For those who have kept themselves well informed of the Indian Navy’s preparedness, the high-end naval exercises conducted with US Navy’s nuclear-powered warship, is no surprise. If it sounds like being prepared for a fight, well, it undeniably is. The series of exercises, weeks after a similar joint drill with Japanese Navy in the Indian Ocean, are meant to improve interoperability and fine-tune ‘real-time air defence preparedness’.
USS Nimitz (CVN-68), commissioned in 1975, is one of the world’s largest warships and the Nimitz-class’ most powerful supercarrier. The joint exercises by Indian and US navies send strong signals to China not only about India’s increasing international clout but also its changed domestic political outlook.
The metamorphosis in the political atmosphere is evident. In July 2007, the USS Nimitz had docked near the Chennai port and there was a howl of protests by pro-China groups, self-styled environmentalists, the Communist Party and then-Tamil Nadu Chief Minister J. Jayalalithaa over fears of nuclear radiation. This time, there was not a word when the Nimitz joined Indian warships off the coast of Andaman & Nicobar Islands on 20-21 July.
The message for China
The India-US naval exercise is a cause of worry and anxiety for Beijing — because it is meant to be. Close on the heels of the Covid-19 pandemic, India had to face a hostile People’s Liberation Army (PLA) at its borders in Ladakh and the standoff continues. If the infamous 2017 Doklam standoff has taught us anything about the Chinese strategy, it is that Beijing wants to keep New Delhi occupied in the northern frontier while it increases its footprints in the Indian Ocean, especially by creating naval bases.
China’s Galwan misadventure is a premeditated strategy to increase its strike capability and military advantage by creating PLA positions all along the Line of Actual Control (LAC) to the south of Siachen Glacier so that it can be at a vantage position, denying India military supremacy over Pakistan.
India will have to be prepared to deal with Beijing militarily not only in the northern sector but also in Pakistan-occupied Kashmir (PoK), which, according to military experts, is guarded mostly by the PLA — the Pakistan Army is merely a mute spectator in the infrastructure development projects. Accordingly, half of the Indian Navy’s 40 MiG-29K fighter jets have been reportedly deployed at airbases in the northern Ladakh sector to frustrate the China-Pakistan axis gaining military and strategic upper hand.
Start with Quad, move to South China Sea
While New Delhi has fortified the northern and western sectors, it cannot be content with this.
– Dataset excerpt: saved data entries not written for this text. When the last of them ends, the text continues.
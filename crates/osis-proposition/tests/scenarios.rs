//! Behavioural scenarios of the proposition aggregate, through its public
//! API only.

use std::collections::BTreeMap;

use osis_checklist::{ChoixStatutChecklist, EtatAuthentificationParcours, OngletChecklist};
use osis_core::{FormationIdentity, PropositionIdentity, Timestamp};
use osis_proposition::enums::{
    ChoixAssimilation1, ChoixStatutPropositionDoctorale, ChoixTypeAdmission, TypeDemande,
    TypeSituationAssimilation,
};
use osis_proposition::valeurs::{Comptabilite, Doctorat};
use osis_proposition::{
    ContexteApprobationSic, NouvelleProposition, Proposition, PropositionError, Soumission,
};

const MATRICULE: &str = "0123456789";
const GESTIONNAIRE: &str = "00321234";

fn make_instant() -> Timestamp {
    Timestamp::from_ymd(2024, 3, 1).unwrap()
}

fn make_proposition() -> Proposition {
    Proposition::initier(
        PropositionIdentity::from_string("uuid-scenario"),
        NouvelleProposition {
            reference: 7,
            matricule_candidat: MATRICULE.into(),
            type_admission: ChoixTypeAdmission::Admission,
            justification: None,
            commission_proximite: Some("ECONOMY".into()),
        },
        &Doctorat::new(FormationIdentity::new("ECGE3DP", 2024), "Economics", "CDE"),
        make_instant(),
    )
    .unwrap()
}

fn make_soumise(type_demande: TypeDemande) -> Proposition {
    let mut p = make_proposition();
    p.verrouiller_proposition_pour_signature();
    p.soumettre(
        Soumission {
            annee: 2024,
            type_demande,
            pot_calcule: None,
            elements_confirmation: BTreeMap::new(),
            uuids_experiences: vec!["exp-1".into()],
        },
        make_instant(),
    )
    .unwrap();
    p
}

/// The same proposition, reloaded from storage with another status.
fn en_statut(p: &Proposition, statut: ChoixStatutPropositionDoctorale) -> Proposition {
    let mut json = serde_json::to_value(p).unwrap();
    json["statut"] = serde_json::Value::String(statut.name().into());
    serde_json::from_value(json).unwrap()
}

// ── Signatures ──────────────────────────────────────────────────────

#[test]
fn lock_from_ca_to_complete_waits_for_ca_signatures() {
    let mut p = en_statut(&make_proposition(), ChoixStatutPropositionDoctorale::CaACompleter);
    p.verrouiller_proposition_pour_signature();
    assert_eq!(p.statut(), ChoixStatutPropositionDoctorale::CaEnAttenteDeSignature);
}

#[test]
fn lock_from_any_other_status_waits_for_signatures() {
    for statut in ChoixStatutPropositionDoctorale::ALL {
        if *statut == ChoixStatutPropositionDoctorale::CaACompleter {
            continue;
        }
        let mut p = en_statut(&make_proposition(), *statut);
        p.verrouiller_proposition_pour_signature();
        assert_eq!(
            p.statut(),
            ChoixStatutPropositionDoctorale::EnAttenteDeSignature,
            "from {statut}"
        );
        assert_eq!(p.auteur_derniere_modification(), MATRICULE);
    }
}

// ── Prior studies ───────────────────────────────────────────────────

#[test]
fn unknown_experience_status_creates_the_child() {
    let mut p = make_soumise(TypeDemande::Admission);
    p.specifier_statut_checklist_experience_parcours_anterieur(
        GESTIONNAIRE,
        "X",
        ChoixStatutChecklist::GestReussite,
        None,
    );

    let enfant = p
        .checklist_actuelle()
        .recuperer_enfant(OngletChecklist::ParcoursAnterieur, "X")
        .unwrap();
    assert_eq!(enfant.statut, ChoixStatutChecklist::GestReussite);
    assert_eq!(p.auteur_derniere_modification(), GESTIONNAIRE);
}

#[test]
fn unknown_experience_authentication_is_not_found() {
    let mut p = make_soumise(TypeDemande::Admission);
    let avant = serde_json::to_value(&p).unwrap();

    let err = p
        .specifier_authentification_experience_parcours_anterieur(
            GESTIONNAIRE,
            "X",
            EtatAuthentificationParcours::Vrai,
        )
        .unwrap_err();

    assert_eq!(err.first(), Some(&PropositionError::ExperienceNonTrouvee));
    assert_eq!(err.status_codes(), vec!["ADMISSION-22"]);
    assert_eq!(serde_json::to_value(&p).unwrap(), avant);
}

// ── Access condition ────────────────────────────────────────────────

#[test]
fn short_cycle_condition_forces_training_complements() {
    let mut p = make_soumise(TypeDemande::Admission);
    p.specifier_condition_acces(GESTIONNAIRE, Some("SNU_TYPE_COURT"), None, Some(false), &[])
        .unwrap();
    assert_eq!(p.avec_complements_formation(), Some(true));
}

// ── SIC approval ────────────────────────────────────────────────────

#[test]
fn sic_approval_picks_the_list_from_the_request_type() {
    let contexte = ContexteApprobationSic {
        documents: Vec::new(),
        verification_curriculum: Ok(()),
        en_quarantaine: true,
    };

    let donnees_personnelles =
        PropositionError::EtatChecklistDonneesPersonnellesNonValidePourApprouverDemande;

    // Quarantine and personal data only matter for an enrolment.
    let mut inscription = make_soumise(TypeDemande::Inscription);
    let err = inscription.approuver_par_sic(GESTIONNAIRE, &contexte).unwrap_err();
    assert!(err.contient(&PropositionError::EnQuarantaine));
    assert!(err.contient(&donnees_personnelles));

    let mut admission = make_soumise(TypeDemande::Admission);
    let err = admission.approuver_par_sic(GESTIONNAIRE, &contexte).unwrap_err();
    assert!(!err.contient(&PropositionError::EnQuarantaine));
    assert!(!err.contient(&donnees_personnelles));
    assert!(err.contient(&PropositionError::InformationsAcceptationNonSpecifiees));
}

// ── Accounting ──────────────────────────────────────────────────────

#[test]
fn accounting_round_trip_keeps_set_fields_and_defaults_the_rest() {
    let mut p = make_proposition();
    let comptabilite = Comptabilite {
        type_situation_assimilation: Some(TypeSituationAssimilation::AutorisationEtablissementOuResidentLongueDuree),
        sous_type_situation_assimilation_1: Some(ChoixAssimilation1::TitulaireCarteResidentLongueDuree),
        carte_resident_longue_duree: vec!["carte.pdf".into()],
        ..Comptabilite::non_remplie()
    };

    p.completer_comptabilite(MATRICULE, comptabilite.clone());

    assert_eq!(p.comptabilite(), &comptabilite);
    assert!(p.comptabilite().attestation_absence_dette_etablissement.is_empty());
    assert_eq!(p.comptabilite().relation_parente, None);
}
India will have to kick start the Quad initiative and work with the existing members — the US, Japan, and Australia — to include other nations that are common to the South China Sea conflict — Vietnam, Indonesia, the Philippines among others — and important trade partners for us.
We have improved our military ties with the US and also strengthened security and strategic ties with Australia, an important partner in the emerging anti-China coalition. The Australia-India Mutual Logistics Support Arrangement and the Defence Science and Technology Implementing Arrangement are two very significant steps in deepening our ties in the emerging Indo-Pacific security and trade architecture.
India shares the security concerns of the countries in the South China Sea and strongly condemns China’s hegemonic moves. Clarifying the US’ position, the country’s secretary of state Mike Pompeo has said, “The world will not allow Beijing to treat the South China Sea as its maritime empire. America stands with our Southeast Asian allies and partners in protecting their sovereign rights to offshore resources, consistent with their rights and obligations under international law”. On Thursday, Pompeo, while urging nations around the globe to seek “accountability from the Chinese Communist Party”, was more direct in his attack, saying “the old paradigm of blind engagement with China has failed”.
Beijing has held that the situation in the South China Sea is very peaceful and stable and has accused the US of “stirring divisions”. It has also claimed that its negotiations with Asian countries, particularly those claiming equal sovereign rights in the South China Sea, are on track and would not welcome any ‘foreign’ intervention.
Can’t allow a new axis
For New Delhi, any hegemonic supremacy for China in the South China Sea is a sure invitation for trouble in the Indian Ocean Region (IOR) and our legitimate leadership in the Indo-Pacific.
India’s IOR strategy should include a robust naval policy and diplomatic outreach towards the Indian Ocean Rim Association (IORA) countries. This will necessarily include increased economic arrangements, especially in developing military, civil and trade facilities in these countries.
It is important for New Delhi to convince the US, irrespective of who occupies the White House in the coming months, to reconsider its Iran policy. While India has managed to get a waiver for Chabahar port development and will have to shed lethargy and speed up the work, US sanctions and India’s strategic tilt towards the country should not disturb New Delhi’s equation with Tehran.
Any new realignment of forces such as the China-Pakistan-Turkey-Iran axis will be highly detrimental to India’s security and strategic position in the region. Neither the US nor India can independently take on a hegemonic and expansionist China, which has scant respect for global rule-based order and transparent trade system.
The author is a member of the National Executive Committee of the BJP and former editor of Organiser. Views are personal.